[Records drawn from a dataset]
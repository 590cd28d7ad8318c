//! WGSL sources.
//!
//! Every full-screen fragment shader pairs with [`FULLSCREEN_WGSL`] for its
//! vertex stage.

/// Full-screen triangle vertex stage (`vs_main`).
pub const FULLSCREEN_WGSL: &str = include_str!("fullscreen.wgsl");

/// 13-tap bloom downsample with optional Karis average.
pub const BLOOM_DOWNSAMPLE_WGSL: &str = include_str!("bloom_downsample.wgsl");

/// 3x3 tent bloom upsample.
pub const BLOOM_UPSAMPLE_WGSL: &str = include_str!("bloom_upsample.wgsl");

/// Scene + bloom tone-mapped composite.
pub const COMPOSITE_WGSL: &str = include_str!("composite.wgsl");

/// Point-light cubemap depth pass.
pub const POINT_SHADOW_DEPTH_WGSL: &str = include_str!("point_shadow_depth.wgsl");

/// `point_shadow(...)` helper for lighting shaders that sample the cubemaps.
/// Returns `1.0` when the fragment is in shadow.
pub const POINT_SHADOW_WGSL: &str = include_str!("point_shadow.wgsl");
//! Bind groups cached by the identity of what they bind.
//!
//! Bloom mips, HDR targets and shadow cubemaps are recreated on every resize,
//! and a recreated view must never be served a bind group built for its
//! predecessor. Each handle that can appear in a bind group is wrapped in
//! [`Tracked`], which stamps it with a [`ResourceId`] at creation; keys are
//! built from those ids rather than from wgpu handles.

use std::ops::Deref;
use std::sync::atomic::{AtomicU64, Ordering};

use rustc_hash::FxHashMap;
use smallvec::SmallVec;

static NEXT_RESOURCE_ID: AtomicU64 = AtomicU64::new(1);

/// Creation stamp of a [`Tracked`] handle. Clones share it.
#[derive(Debug, Clone, Copy, PartialEq, Eq, Hash, PartialOrd, Ord)]
pub struct ResourceId(u64);

impl ResourceId {
    fn next() -> Self {
        Self(NEXT_RESOURCE_ID.fetch_add(1, Ordering::Relaxed))
    }
}

/// A view, sampler, buffer or layout plus its [`ResourceId`].
#[derive(Debug, Clone)]
pub struct Tracked<T> {
    inner: T,
    id: ResourceId,
}

impl<T> Tracked<T> {
    pub fn new(inner: T) -> Self {
        Self {
            inner,
            id: ResourceId::next(),
        }
    }

    #[inline]
    pub fn id(&self) -> ResourceId {
        self.id
    }
}

impl<T> Deref for Tracked<T> {
    type Target = T;
    fn deref(&self) -> &T {
        &self.inner
    }
}

/// A layout plus the ids of every bound resource, in binding order.
#[derive(Debug, Clone, PartialEq, Eq, Hash)]
pub struct BindGroupKey {
    layout: ResourceId,
    resources: SmallVec<[ResourceId; 4]>,
}

impl BindGroupKey {
    #[must_use]
    pub fn new(layout: ResourceId) -> Self {
        Self {
            layout,
            resources: SmallVec::new(),
        }
    }

    #[must_use]
    pub fn with_resource(mut self, id: ResourceId) -> Self {
        self.resources.push(id);
        self
    }
}

/// Bind groups keyed by [`BindGroupKey`].
///
/// Owners clear the cache whenever the targets it refers to are rebuilt.
#[derive(Default)]
pub struct BindGroupCache {
    entries: FxHashMap<BindGroupKey, wgpu::BindGroup>,
}

impl BindGroupCache {
    #[must_use]
    pub fn new() -> Self {
        Self::default()
    }

    /// Returns the cached bind group for `key`, building it with `create` on a miss.
    pub fn get_or_create(
        &mut self,
        key: BindGroupKey,
        create: impl FnOnce() -> wgpu::BindGroup,
    ) -> wgpu::BindGroup {
        self.entries.entry(key).or_insert_with(create).clone()
    }

    pub fn clear(&mut self) {
        self.entries.clear();
    }

    #[must_use]
    pub fn len(&self) -> usize {
        self.entries.len()
    }

    #[must_use]
    pub fn is_empty(&self) -> bool {
        self.entries.is_empty()
    }
}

## Activity
Could you transcribe the entries exactly, from the first line through the line containing "optional Karis average.", and give nothing more?

## Task output
repository 590cd28d7ad8318c
//! WGSL sources.
//!
//! Every full-screen fragment shader pairs with [`FULLSCREEN_WGSL`] for its
//! vertex stage.

/// Full-screen triangle vertex stage (`vs_main`).
pub const FULLSCREEN_WGSL: &str = include_str!("fullscreen.wgsl");

/// 13-tap bloom downsample with optional Karis average.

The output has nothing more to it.